___ THE DATA ___

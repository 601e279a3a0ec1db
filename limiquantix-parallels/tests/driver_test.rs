//! Integration tests for the Parallels driver.
//!
//! These tests drive the full load/refresh path against the mock SDK and use
//! its handle accounting to check that nothing leaks.

use std::sync::Arc;
use std::thread;
use std::time::Duration;

use limiquantix_parallels::mock::{JobFailure, MockDisk, MockNet, MockVm};
use limiquantix_parallels::sdk::consts::*;
use limiquantix_parallels::{
    Connection, ConnectionConfig, DiskBus, DomainState, FixedHost, LinkState, MockSdk,
    ParallelsDriver, PrlError, Sdk, StateReason, StorageType, ROUTED_NETWORK_NAME,
};
use uuid::Uuid;

fn open(sdk: &Arc<MockSdk>, host_cpus: usize, job_timeout_ms: Option<u64>) -> ParallelsDriver {
    let dyn_sdk: Arc<dyn Sdk> = sdk.clone();
    let config = ConnectionConfig { job_timeout_ms };
    let conn = Connection::open(dyn_sdk, Arc::new(FixedHost(host_cpus)), &config)
        .expect("Failed to connect to mock SDK");
    ParallelsDriver::new(conn)
}

/// A running VM with two disks and a routed adapter.
#[test]
fn test_end_to_end_running_vm() {
    let vm = MockVm::new("app-01")
        .with_disk(MockDisk::image("/vz/app-01.pvm/harddisk.hdd", PMS_IDE_DEVICE, 0, 0))
        .with_disk(MockDisk::block("/dev/sdb", PMS_SCSI_DEVICE, 1, 1))
        .with_net(MockNet::routed(0, "vme00000001", "00:1C:42:9A:11:02"))
        .with_vnc(PRD_DISABLED, 0, "")
        .with_autostart(PAO_VM_START_ON_LOAD)
        .with_state(VMS_RUNNING, 4021);
    let sdk = Arc::new(MockSdk::with_vms([vm.clone()]));
    let driver = open(&sdk, 8, None);

    assert_eq!(driver.load_domains().unwrap(), 1);
    let dom = driver.lookup_by_uuid(&vm.uuid).unwrap();

    assert_eq!(dom.lifecycle.state, DomainState::Running);
    assert_eq!(dom.lifecycle.reason, StateReason::Booted);
    assert_eq!(dom.def.id, Some(4021));

    let disks = &dom.def.disks;
    assert_eq!(disks.len(), 2);
    assert_eq!((disks[0].target.as_str(), disks[0].bus), ("sda", DiskBus::Ide));
    assert_eq!((disks[1].target.as_str(), disks[1].bus), ("sdb", DiskBus::Scsi));
    assert_eq!(disks[0].storage, StorageType::File);
    assert_eq!(disks[1].storage, StorageType::Block);
    assert_eq!(disks[0].address.target, 0);
    assert_eq!(disks[1].address.target, 1);

    assert_eq!(dom.def.nets.len(), 1);
    assert_eq!(dom.def.nets[0].network, ROUTED_NETWORK_NAME);
    assert_eq!(dom.def.nets[0].link_state, LinkState::Up);

    assert!(dom.def.graphics.is_empty());
    assert!(dom.autostart);
}

/// A record that fails to build is never visible in the registry.
#[test]
fn test_failed_load_leaves_no_record() {
    let vm = MockVm::new("half-built")
        .with_disk(MockDisk::image("/vz/ok.hdd", PMS_SATA_DEVICE, 0, 0))
        .with_disk(MockDisk::image("/vz/bad.hdd", 0x42, 1, 1));
    let sdk = Arc::new(MockSdk::with_vms([vm.clone()]));
    let driver = open(&sdk, 4, None);

    let Err(err) = driver.add_domain(&vm.uuid) else {
        panic!("expected add_domain to fail");
    };
    assert!(matches!(err, PrlError::UnrecognizedEnum { kind: "disk bus", code: 0x42 }));
    assert!(driver.domains().is_empty());
    assert!(driver.domains().lookup_by_uuid(&vm.uuid).is_none());

    let err = driver.load_domains().unwrap_err();
    assert!(matches!(err, PrlError::UnrecognizedEnum { .. }));
    assert!(driver.domains().is_empty());

    // Only the server handle survives.
    assert_eq!(sdk.outstanding_handles(), 1);
}

/// A getter failure partway through the adapters aborts the whole load.
#[test]
fn test_getter_failure_leaves_no_record() {
    let vm = MockVm::new("flaky")
        .with_net(MockNet::bridged(0, "veth0", "00:1c:42:00:00:10", "Bridged", true));
    let sdk = Arc::new(MockSdk::with_vms([vm.clone()]));
    let driver = open(&sdk, 4, None);
    sdk.fail_call("net_virtual_network_id", PRL_ERR_NO_DATA);

    let Err(err) = driver.add_domain(&vm.uuid) else {
        panic!("expected add_domain to fail");
    };
    assert_eq!(err.result_code(), Some(PRL_ERR_NO_DATA));
    assert!(driver.domains().is_empty());
    assert_eq!(sdk.outstanding_handles(), 1);
}

/// A corrupt device count fails the load instead of taking the process down.
#[test]
fn test_huge_device_count_leaves_no_record() {
    let vm = MockVm::new("corrupt").with_net(MockNet::routed(0, "vme0", "00:1c:42:00:00:20"));
    let sdk = Arc::new(MockSdk::with_vms([vm.clone()]));
    let driver = open(&sdk, 4, None);
    sdk.report_count("vm_cfg_net_adapters_count", u32::MAX);

    let Err(err) = driver.add_domain(&vm.uuid) else {
        panic!("expected add_domain to fail");
    };
    assert!(matches!(err, PrlError::AllocationFailed(_) | PrlError::VendorCallFailed(_)));
    assert!(driver.domains().is_empty());
    assert_eq!(sdk.outstanding_handles(), 1);
}

/// A job timeout releases the job and leaves no result handle behind.
#[test]
fn test_timeout_leaks_no_handles() {
    let sdk = Arc::new(MockSdk::with_vms([MockVm::new("slow")]));
    let driver = open(&sdk, 4, Some(20));
    sdk.set_job_delay(Duration::from_millis(500));

    let err = driver.load_domains().unwrap_err();
    assert_eq!(err.result_code(), Some(PRL_ERR_TIMEOUT));
    assert!(driver.domains().is_empty());
    assert_eq!(sdk.outstanding_handles(), 1);

    sdk.clear_faults();
    driver.close();
    assert_eq!(sdk.outstanding_handles(), 0);
}

#[test]
fn test_vcpus_clamped_to_host() {
    let vm = MockVm::new("big").with_cpus(32, "");
    let sdk = Arc::new(MockSdk::with_vms([vm.clone()]));
    let driver = open(&sdk, 6, None);

    let dom = driver.add_domain(&vm.uuid).unwrap();
    assert_eq!(dom.def.vcpus, 6);
    assert_eq!(dom.def.max_vcpus, 6);
}

#[test]
fn test_empty_mask_selects_all_host_cpus() {
    let vm = MockVm::new("unpinned").with_cpus(2, "");
    let sdk = Arc::new(MockSdk::with_vms([vm.clone()]));
    let driver = open(&sdk, 12, None);

    let dom = driver.add_domain(&vm.uuid).unwrap();
    let mask = &dom.private.cpumask;
    assert_eq!(mask.len(), 12);
    assert!(mask.is_all_set());
}

#[test]
fn test_pinned_mask() {
    let vm = MockVm::new("pinned").with_cpus(2, "0-3,^1,6");
    let sdk = Arc::new(MockSdk::with_vms([vm.clone()]));
    let driver = open(&sdk, 8, None);

    let dom = driver.add_domain(&vm.uuid).unwrap();
    assert_eq!(dom.private.cpumask.iter_set().collect::<Vec<_>>(), vec![0, 2, 3, 6]);
    assert_eq!(dom.private.cpumask.to_string(), "0,2-3,6");
    assert!(dom.private.cpumask.is_set(6));
    assert!(!dom.private.cpumask.is_set(1));
    assert!(!dom.private.cpumask.is_set(64));
}

#[test]
fn test_mask_beyond_host_is_rejected() {
    let vm = MockVm::new("overpinned").with_cpus(2, "0-15");
    let sdk = Arc::new(MockSdk::with_vms([vm.clone()]));
    let driver = open(&sdk, 4, None);

    assert!(matches!(driver.add_domain(&vm.uuid), Err(PrlError::InvalidData(_))));
    assert!(driver.domains().is_empty());
}

#[test]
fn test_unknown_uuid() {
    let sdk = Arc::new(MockSdk::new());
    let driver = open(&sdk, 4, None);
    let uuid = Uuid::new_v4();

    let Err(err) = driver.add_domain(&uuid) else {
        panic!("expected add_domain to fail");
    };
    assert_eq!(err.to_string(), format!("no domain with matching uuid '{}'", uuid));
}

/// Concurrent refreshes of one record are serialized and never expose a
/// partially updated definition to readers.
#[test]
fn test_concurrent_refresh_and_lookup() {
    let vm = MockVm::new("busy").with_memory(1024).with_cpus(1, "");
    let uuid = vm.uuid;
    let other = MockVm::new("quiet");
    let sdk = Arc::new(MockSdk::with_vms([vm, other.clone()]));
    let driver = Arc::new(open(&sdk, 4, None));
    driver.load_domains().unwrap();

    let writers: Vec<_> = (0..4u32)
        .map(|i| {
            let driver = Arc::clone(&driver);
            let sdk = Arc::clone(&sdk);
            thread::spawn(move || {
                for round in 0..10u32 {
                    let mib = 1024 * (1 + i * 10 + round);
                    sdk.update_vm(&uuid, |v| {
                        v.ram_mib = mib;
                        v.cpu_count = 1 + (round % 4);
                    });
                    let mut dom = driver.lookup_by_uuid(&uuid).unwrap();
                    driver.refresh_domain(&mut dom).unwrap();
                }
            })
        })
        .collect();

    let readers: Vec<_> = (0..4)
        .map(|_| {
            let driver = Arc::clone(&driver);
            thread::spawn(move || {
                for _ in 0..50 {
                    let dom = driver.lookup_by_uuid(&uuid).unwrap();
                    assert_eq!(dom.uuid(), uuid);
                    assert_eq!(dom.def.memory.cur_balloon_kib, dom.def.memory.max_balloon_kib);
                    assert_eq!(dom.def.vcpus, dom.def.max_vcpus);
                    drop(dom);
                    assert_eq!(driver.lookup_by_uuid(&other.uuid).unwrap().name(), "quiet");
                }
            })
        })
        .collect();

    for handle in writers.into_iter().chain(readers) {
        handle.join().unwrap();
    }

    assert_eq!(driver.domains().len(), 2);
}

/// A refused config lookup fails the refresh without touching the record.
#[test]
fn test_refresh_after_vendor_failure_keeps_previous_state() {
    let vm = MockVm::new("stable").with_state(VMS_RUNNING, 9);
    let sdk = Arc::new(MockSdk::with_vms([vm.clone()]));
    let driver = open(&sdk, 4, None);
    driver.load_domains().unwrap();

    sdk.fail_job("vm_config", JobFailure::code(PRL_ERR_ACCESS_DENIED));
    let mut dom = driver.lookup_by_uuid(&vm.uuid).unwrap();
    assert!(driver.refresh_domain(&mut dom).is_err());
    assert_eq!(dom.lifecycle.state, DomainState::Running);
    assert_eq!(dom.def.id, Some(9));
    assert!(dom.private.sdkdom.is_some());
}

/// A record still held at close time releases its configuration handle
/// before the SDK is deinitialised.
#[test]
fn test_record_held_across_close() {
    let vm = MockVm::new("lingering");
    let sdk = Arc::new(MockSdk::with_vms([vm.clone()]));
    let driver = open(&sdk, 2, None);

    let held = driver.add_domain(&vm.uuid).unwrap();
    driver.close();
    assert!(!sdk.is_logged_in());
    assert!(sdk.is_initialized());
    assert_eq!(sdk.outstanding_handles(), 1);

    drop(held);
    assert!(!sdk.is_initialized());
    assert_eq!(sdk.outstanding_handles(), 0);
    assert_eq!(sdk.invalid_frees(), 0);
}

/// Records can be printed as JSON.
#[test]
fn test_record_serializes() {
    let vm = MockVm::new("json-01").with_state(VMS_SUSPENDED, 0);
    let sdk = Arc::new(MockSdk::with_vms([vm.clone()]));
    let driver = open(&sdk, 2, None);

    let dom = driver.add_domain(&vm.uuid).unwrap();
    let json = serde_json::to_value(&*dom).unwrap();
    assert_eq!(json["def"]["name"], "json-01");
    assert_eq!(json["lifecycle"]["state"], "shutoff");
    assert_eq!(json["lifecycle"]["reason"], "saved");
    assert!(json["private"].get("sdkdom").is_none());
}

___

**TASK DESCRIPTION**
All lines in the preceding records that hold the word "UnrecognizedEnum" need to be copied.

**SOLUTION TO THE EXERCISE**
    assert!(matches!(err, PrlError::UnrecognizedEnum { kind: "disk bus", code: 0x42 }));
    assert!(matches!(err, PrlError::UnrecognizedEnum { .. }));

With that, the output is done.